Quanto à legalidade do acórdão impugnado
9
Face à declaração do Tribunal de Primeira Instância de que o recorrente não apresentou reclamação no prazo previsto no n.° 2 do artigo 90.° do Estatuto, afirma este que a existência da referida reclamação se prova por documento que junta em anexo ao presente recurso.
10
Esse fundamento só pode ser analisado pelo Tribunal de Justiça caso o referido requerimento tenha sido apresentado ao Tribunal de Primeira Instância.

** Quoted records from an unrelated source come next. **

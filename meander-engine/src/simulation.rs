// Copyright (c) 2025-2026 brdigetrlol. All rights reserved.
// SPDX-License-Identifier: LicenseRef-Meander-Proprietary
// See LICENSE in the repository root for full license terms.

//! Phase orchestration: warmup → training → free run.
//!
//! The phases are strictly sequential and none is skipped while its
//! configured length is nonzero. Warmup drives the reservoir noiselessly to
//! let transients decay; training delegates to `RidgeTrainer` over the next
//! window; the free run feeds the reservoir's own output back as input,
//! closed-loop autoregressive prediction with no ground truth.
//!
//! The delay sweep compares candidate training delays on independent clones
//! of one reservoir, so every candidate starts from the identical state and
//! the source reservoir is left untouched.

use tracing::info;

use crate::config::SimulationPlan;
use crate::error::{EsnError, Result};
use crate::reservoir::SpatialReservoir;
use crate::training::{prediction_error, RidgeTrainer};

/// One delay candidate's result from a sweep.
#[derive(Debug, Clone)]
pub struct DelayOutcome {
    pub delay: usize,
    /// Summed prediction error against the delay-shifted ground truth.
    pub error: f32,
    pub predictions: Vec<Vec<f32>>,
}

/// Executes a `SimulationPlan` against a reservoir.
#[derive(Debug, Clone, Default)]
pub struct Simulator {
    pub plan: SimulationPlan,
    pub trainer: RidgeTrainer,
}

impl Simulator {
    pub fn new(plan: SimulationPlan) -> Self {
        Self {
            plan,
            trainer: RidgeTrainer::default(),
        }
    }

    pub fn with_trainer(mut self, trainer: RidgeTrainer) -> Self {
        self.trainer = trainer;
        self
    }

    /// Run the full warmup → training → free-run sequence.
    ///
    /// `expected` must cover at least `len_training` steps; only that prefix
    /// is used. Fails with `InsufficientInput`, before any state mutation,
    /// when `len_warmup + len_training` exceeds the input length (the
    /// equal-length case succeeds). Returns the free-run predictions.
    pub fn run(
        &self,
        reservoir: &mut SpatialReservoir,
        inputs: &[Vec<f32>],
        expected: &[Vec<f32>],
    ) -> Result<Vec<Vec<f32>>> {
        let plan = &self.plan;
        let required = plan.len_warmup + plan.len_training;
        if required > inputs.len() {
            return Err(EsnError::InsufficientInput {
                required,
                available: inputs.len(),
            });
        }
        assert!(
            expected.len() >= plan.len_training,
            "expected sequence shorter than the training window"
        );

        if plan.reset_before_run {
            reservoir.reset_state();
        }

        if plan.len_warmup > 0 {
            info!(steps = plan.len_warmup, "warmup phase");
            reservoir.warmup(&inputs[..plan.len_warmup])?;
        }

        if plan.len_training > 0 {
            info!(steps = plan.len_training, "training phase");
            let window = &inputs[plan.len_warmup..plan.len_warmup + plan.len_training];
            self.trainer
                .train(reservoir, window, &expected[..plan.len_training])?;
        }

        info!(steps = plan.free_run_len, "free-run phase");
        let mut predictions = Vec::with_capacity(plan.free_run_len);
        for _ in 0..plan.free_run_len {
            let feedback = reservoir.output().to_vec();
            reservoir.step(&feedback, false)?;
            predictions.push(reservoir.output().to_vec());
        }
        Ok(predictions)
    }

    /// Run against a single self-predicting series: the training target is
    /// the series itself, shifted back by the plan's delay to compensate the
    /// propagation lag across the spatial reservoir.
    pub fn run_series(
        &self,
        reservoir: &mut SpatialReservoir,
        series: &[Vec<f32>],
    ) -> Result<Vec<Vec<f32>>> {
        let plan = &self.plan;
        assert!(
            plan.delay <= plan.len_warmup,
            "delay ({}) cannot exceed warmup length ({})",
            plan.delay,
            plan.len_warmup
        );
        let required = plan.len_warmup + plan.len_training;
        if required > series.len() {
            return Err(EsnError::InsufficientInput {
                required,
                available: series.len(),
            });
        }
        let start = plan.len_warmup - plan.delay;
        let expected = &series[start..start + plan.len_training];
        self.run(reservoir, series, expected)
    }

    /// Train and free-run one independent clone per candidate delay, scoring
    /// each prediction run against the correspondingly shifted ground truth.
    /// The source reservoir is not mutated.
    pub fn delay_sweep(
        &self,
        reservoir: &SpatialReservoir,
        series: &[Vec<f32>],
        delays: &[usize],
    ) -> Result<Vec<DelayOutcome>> {
        let mut outcomes = Vec::with_capacity(delays.len());
        for &delay in delays {
            let mut candidate = self.clone();
            candidate.plan.delay = delay;

            let mut clone = reservoir.clone();
            let predictions = candidate.run_series(&mut clone, series)?;

            let start = self.plan.len_warmup + self.plan.len_training - delay;
            let scored = predictions.len().min(series.len().saturating_sub(start));
            let error = prediction_error(&predictions[..scored], &series[start..start + scored]);
            info!(delay, error, "delay candidate evaluated");

            outcomes.push(DelayOutcome {
                delay,
                error,
                predictions,
            });
        }
        Ok(outcomes)
    }
}

/// The sweep outcome with the smallest error.
pub fn best_delay(outcomes: &[DelayOutcome]) -> Option<&DelayOutcome> {
    outcomes
        .iter()
        .min_by(|a, b| a.error.partial_cmp(&b.error).unwrap_or(std::cmp::Ordering::Equal))
}

#[cfg(test)]
mod tests {
    use super::*;
    use crate::config::EsnConfig;

    fn sine_series(len: usize) -> Vec<Vec<f32>> {
        (0..len).map(|i| vec![(i as f32 * 0.1).sin()]).collect()
    }

    fn small_reservoir(seed: u64) -> SpatialReservoir {
        let config = EsnConfig {
            number_neurons: 50,
            seed,
            ..EsnConfig::default()
        };
        SpatialReservoir::new(config).unwrap()
    }

    fn small_plan() -> SimulationPlan {
        SimulationPlan {
            len_warmup: 20,
            len_training: 60,
            free_run_len: 30,
            delay: 0,
            reset_before_run: false,
        }
    }

    #[test]
    fn test_insufficient_input_boundary() {
        let simulator = Simulator::new(small_plan());
        let series = sine_series(80);

        // Exactly warmup + training succeeds.
        let mut reservoir = small_reservoir(2);
        assert!(simulator.run_series(&mut reservoir, &series).is_ok());

        // One step short fails before any mutation.
        let short = sine_series(79);
        let mut untouched = small_reservoir(2);
        let err = simulator.run_series(&mut untouched, &short).unwrap_err();
        assert!(matches!(
            err,
            EsnError::InsufficientInput {
                required: 80,
                available: 79
            }
        ));
        assert_eq!(untouched.steps(), 0);
        assert!(!untouched.is_trained());
    }

    #[test]
    fn test_phase_sequence_step_accounting() {
        let simulator = Simulator::new(small_plan());
        let series = sine_series(120);
        let mut reservoir = small_reservoir(7);

        let predictions = simulator.run_series(&mut reservoir, &series).unwrap();
        assert_eq!(predictions.len(), 30);
        assert!(reservoir.is_trained());
        // Warmup steps + (training - 1) collection steps + free-run steps.
        assert_eq!(reservoir.steps(), 20 + 59 + 30);
    }

    #[test]
    fn test_free_run_is_closed_loop() {
        let simulator = Simulator::new(small_plan());
        let series = sine_series(120);
        let mut reservoir = small_reservoir(7);

        let predictions = simulator.run_series(&mut reservoir, &series).unwrap();
        // The final prediction is the reservoir's current output.
        assert_eq!(predictions.last().unwrap().as_slice(), reservoir.output());
    }

    #[test]
    fn test_delay_sweep_leaves_source_untouched() {
        let simulator = Simulator::new(small_plan());
        let series = sine_series(150);
        let reservoir = small_reservoir(9);

        let outcomes = simulator.delay_sweep(&reservoir, &series, &[0, 2, 5]).unwrap();
        assert_eq!(outcomes.len(), 3);
        assert_eq!(reservoir.steps(), 0);
        assert!(!reservoir.is_trained());

        let best = best_delay(&outcomes).unwrap();
        assert!(outcomes.iter().all(|o| best.error <= o.error));
    }

    #[test]
    fn test_delay_sweep_deterministic() {
        let simulator = Simulator::new(small_plan());
        let series = sine_series(150);
        let reservoir = small_reservoir(11);

        let a = simulator.delay_sweep(&reservoir, &series, &[0, 3]).unwrap();
        let b = simulator.delay_sweep(&reservoir, &series, &[0, 3]).unwrap();
        for (oa, ob) in a.iter().zip(b.iter()) {
            assert_eq!(oa.predictions, ob.predictions);
        }
    }
}
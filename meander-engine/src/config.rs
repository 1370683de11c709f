//! Runtime configuration for the Meander spatial ESN.
//!
//! A single immutable `EsnConfig` is constructed once at startup and handed
//! to the engine; there is no ambient global state. `RunParams` is the flat
//! persisted record of everything a run used, round-tripped losslessly
//! through JSON and stamped with timestamp and git metadata.

use std::path::Path;
use std::process::Command;

use anyhow::{Context, Result};
use serde::{Deserialize, Serialize};
use tracing::debug;

use crate::dataset::DatasetLabel;

/// How the global gain of the internal weight matrix is calibrated.
#[derive(Debug, Clone, Copy, PartialEq, Eq, Serialize, Deserialize)]
pub enum SpectralCalibration {
    /// Scale `w` by `spectral_radius / ρ(pseudo_w)` where `pseudo_w` is the
    /// closed-loop matrix including the implicit input/output feedback path.
    /// Fails with `DegenerateSpectrum` when ρ is zero.
    Normalized,
    /// Scale `w` by `spectral_radius` directly, with no eigenvalue correction.
    Flat,
}

/// Where injected noise enters the update rule.
#[derive(Debug, Clone, Copy, PartialEq, Eq, Serialize, Deserialize)]
pub enum NoiseInjection {
    /// Added to the raw input vector before bias augmentation.
    Input,
    /// Added to the pre-nonlinearity sum, reservoir-wide.
    PreActivation,
}

/// Reservoir hyper-parameters. Immutable once the reservoir is built.
#[derive(Debug, Clone, Serialize, Deserialize)]
pub struct EsnConfig {
    /// Requested neuron count. The blue-noise sampler returns an approximate
    /// count; the realized count is authoritative after construction.
    pub number_neurons: usize,
    /// Input dimensionality (excluding the bias column).
    pub input_dim: usize,
    /// Output dimensionality.
    pub output_dim: usize,
    /// Gating scale for input/output connection probability.
    pub external_sparsity: f32,
    /// Gating scale for internal distance-based connectivity. Higher means
    /// more internal connections survive.
    pub intern_sparsity: f32,
    /// Target spectral radius for calibration.
    pub spectral_radius: f32,
    /// Leaky-integrator blend factor in (0, 1]. Near 1: reactive, short
    /// memory. Near 0: sluggish, long memory.
    pub leak_rate: f32,
    /// Amplitude of injected uniform noise.
    pub noise: f32,
    /// Ridge regularization constant for readout training.
    pub epsilon: f32,
    /// Seed for every stochastic draw: sampling, weights, activity init, noise.
    pub seed: u64,
    /// Width of the sampling rectangle (x ∈ [0, xmax]).
    pub xmax: f32,
    /// Height of the sampling rectangle (y ∈ [0, ymax]).
    pub ymax: f32,
    /// Candidate attempts per active point in Bridson sampling.
    pub bridson_k: usize,
    /// Spectral calibration mode.
    pub calibration: SpectralCalibration,
    /// Noise injection point.
    pub noise_injection: NoiseInjection,
}

impl Default for EsnConfig {
    fn default() -> Self {
        Self {
            number_neurons: 400,
            input_dim: 1,
            output_dim: 1,
            external_sparsity: 0.3,
            intern_sparsity: 0.15,
            spectral_radius: 1.0,
            leak_rate: 0.7,
            noise: 1e-3,
            epsilon: 1e-8,
            seed: 21,
            xmax: 1.0,
            ymax: 0.5,
            bridson_k: 30,
            calibration: SpectralCalibration::Normalized,
            noise_injection: NoiseInjection::Input,
        }
    }
}

/// Phase lengths for one warmup → train → free-run pass.
#[derive(Debug, Clone, Serialize, Deserialize)]
pub struct SimulationPlan {
    /// Driven steps before training, letting transients decay.
    pub len_warmup: usize,
    /// Steps of the supervised training window.
    pub len_training: usize,
    /// Closed-loop steps after training.
    pub free_run_len: usize,
    /// Backward shift of the training target, compensating the propagation
    /// lag across the spatial reservoir. Must not exceed `len_warmup`.
    pub delay: usize,
    /// Re-randomize reservoir state (keeping layout and weights) before the
    /// warmup phase begins.
    pub reset_before_run: bool,
}

impl Default for SimulationPlan {
    fn default() -> Self {
        Self {
            len_warmup: 100,
            len_training: 1000,
            free_run_len: 1000,
            delay: 0,
            reset_before_run: false,
        }
    }
}

/// The full persisted record of a run: reservoir config, plan, dataset
/// selection, and the metadata stamp.
#[derive(Debug, Clone, Serialize, Deserialize)]
pub struct RunParams {
    pub label_input: DatasetLabel,
    /// Flattened so the saved file stays one flat key-value map.
    #[serde(flatten)]
    pub esn: EsnConfig,
    #[serde(flatten)]
    pub plan: SimulationPlan,
    /// Candidate training delays for the sweep.
    pub delays: Vec<usize>,
    pub timestamp: String,
    pub git_branch: String,
    pub git_hash: String,
}

impl Default for RunParams {
    fn default() -> Self {
        Self {
            label_input: DatasetLabel::MackeyGlass,
            esn: EsnConfig::default(),
            plan: SimulationPlan::default(),
            delays: vec![0],
            timestamp: String::new(),
            git_branch: String::new(),
            git_hash: String::new(),
        }
    }
}

impl RunParams {
    /// Fill the timestamp and git metadata fields. Outside a git checkout the
    /// git fields are left empty.
    pub fn stamp(&mut self) {
        self.timestamp = chrono::Local::now().to_rfc2822();
        self.git_branch = git_output(&["rev-parse", "--abbrev-ref", "HEAD"]).unwrap_or_default();
        self.git_hash = git_output(&["rev-parse", "HEAD"]).unwrap_or_default();
    }

    /// Save as pretty-printed JSON. Round-trips losslessly through `load`.
    pub fn save(&self, path: impl AsRef<Path>) -> Result<()> {
        let path = path.as_ref();
        let json = serde_json::to_string_pretty(self)?;
        std::fs::write(path, json)
            .with_context(|| format!("writing run parameters to {}", path.display()))?;
        debug!(path = %path.display(), "saved run parameters");
        Ok(())
    }

    pub fn load(path: impl AsRef<Path>) -> Result<Self> {
        let path = path.as_ref();
        let json = std::fs::read_to_string(path)
            .with_context(|| format!("reading run parameters from {}", path.display()))?;
        let params = serde_json::from_str(&json)
            .with_context(|| format!("parsing run parameters from {}", path.display()))?;
        debug!(path = %path.display(), "loaded run parameters");
        Ok(params)
    }
}

fn git_output(args: &[&str]) -> Option<String> {
    let out = Command::new("git").args(args).output().ok()?;
    if !out.status.success() {
        return None;
    }
    Some(String::from_utf8_lossy(&out.stdout).trim().to_string())
}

Ainda que se verifique estar preenchida essa condição, o documento de que se trata é uma carta de 29 de Julho de 1988 do chefe de divisão dos serviços de recrutamento da Comissão, referente aos resultados de um concurso geral COM/B/612, e que não pode ser considerada como constituindo prova da existência de uma reclamação, na acepção do n.° 2 do artigo 90.° do Estatuto dos Funcionários, da decisão de não lhe oferecer emprego que P. Bocos Viciano atribuía à Comissão e impugnava no Tribunal de Primeira Instância.
11
Sustenta também P. Bocos Viciano que «prendendo-se directamente o seu recurso ao resultado do concurso COM/B/612, teria sido necessário seguir o processo previsto no artigo 173.° do Tratado».
12
Com esta alegação, o recorrente pretende, na realidade, sustentar que o seu recurso para o Tribunal de Primeira Instância não tinha de ser necessariamente precedido da reclamação prevista nos artigos 90.° e 91.° do Estatuto dos Funcionários.
13
Para negar acolhimento a esse fundamento, basta verificar que, embora as decisões dos júris de concursos possam ser directamente submetidas ao Tribunal de Justiça (acórdão de 14 de Junho de 1972, Marcato/Comissão, 44/71, Recueil, p. 427), o litígio suscitado no Tribunal de Primeira Instância versava sobre a não nomeação do interessado para um lugar apesar da sua inscrição na lista de reserva estabelecida na sequência do concurso COM/B/488 e não sobre os resultados de um outro concurso, que resulta de jurisprudência constante do Tribunal de Justiça que os artigos 90.° e 91.° do Estatuto não se referem apenas aos funcionários actualmente em serviço, mas também aos candidatos a um lugar (despacho de 23 de Setembro de 1986, Du Besset/Conselho, 130/86, Colect., p. 2619), e que, por conseguinte, o recurso de P. Bocos Viciano cabia, como referiu o Tribunal de Primeira Instância, no âmbito de aplicação do artigo 179.° do Tratado, referente aos litígios entre a Comunidade e os seus agentes, e não do artigo 173.°
14
Portanto, sem necessidade de conhecer dos fundamentos da excepção de inadmissibilidade oposta pela Comissão ao recurso, há que negar-lhe provimento por ser manifestamente infundado, em aplicação do artigo 119.° do Regulamento Processual.
Quanto às despesas
15
Nos termos do n.° 2 do artigo 69.° do Regulamento de Processo, a parte vencida é condenada nas despesas. Nos termos do artigo 122.° do mesmo regulamento, o artigo 70.° não é aplicável aos recursos interpostos pelos funcionários ou outros agentes das instituições. Tendo P. Bocos Viciano sido vencido, há, portanto, que condená-lo nas despesas da presente instância.
Pelos fundamentos expostos,
O TRIBUNAL DE JUSTIÇA
decide:
1)
É negado provimento ao recurso.
2)
P. Bocos Viciano é condenado nas despesas da presente instância.
Luxemburgo, 27 de Fevereiro de 1991.
O secretário
J.-G. Giraud
O presidente
O. Due
( *1 ) Lìngua do processo: espanhol.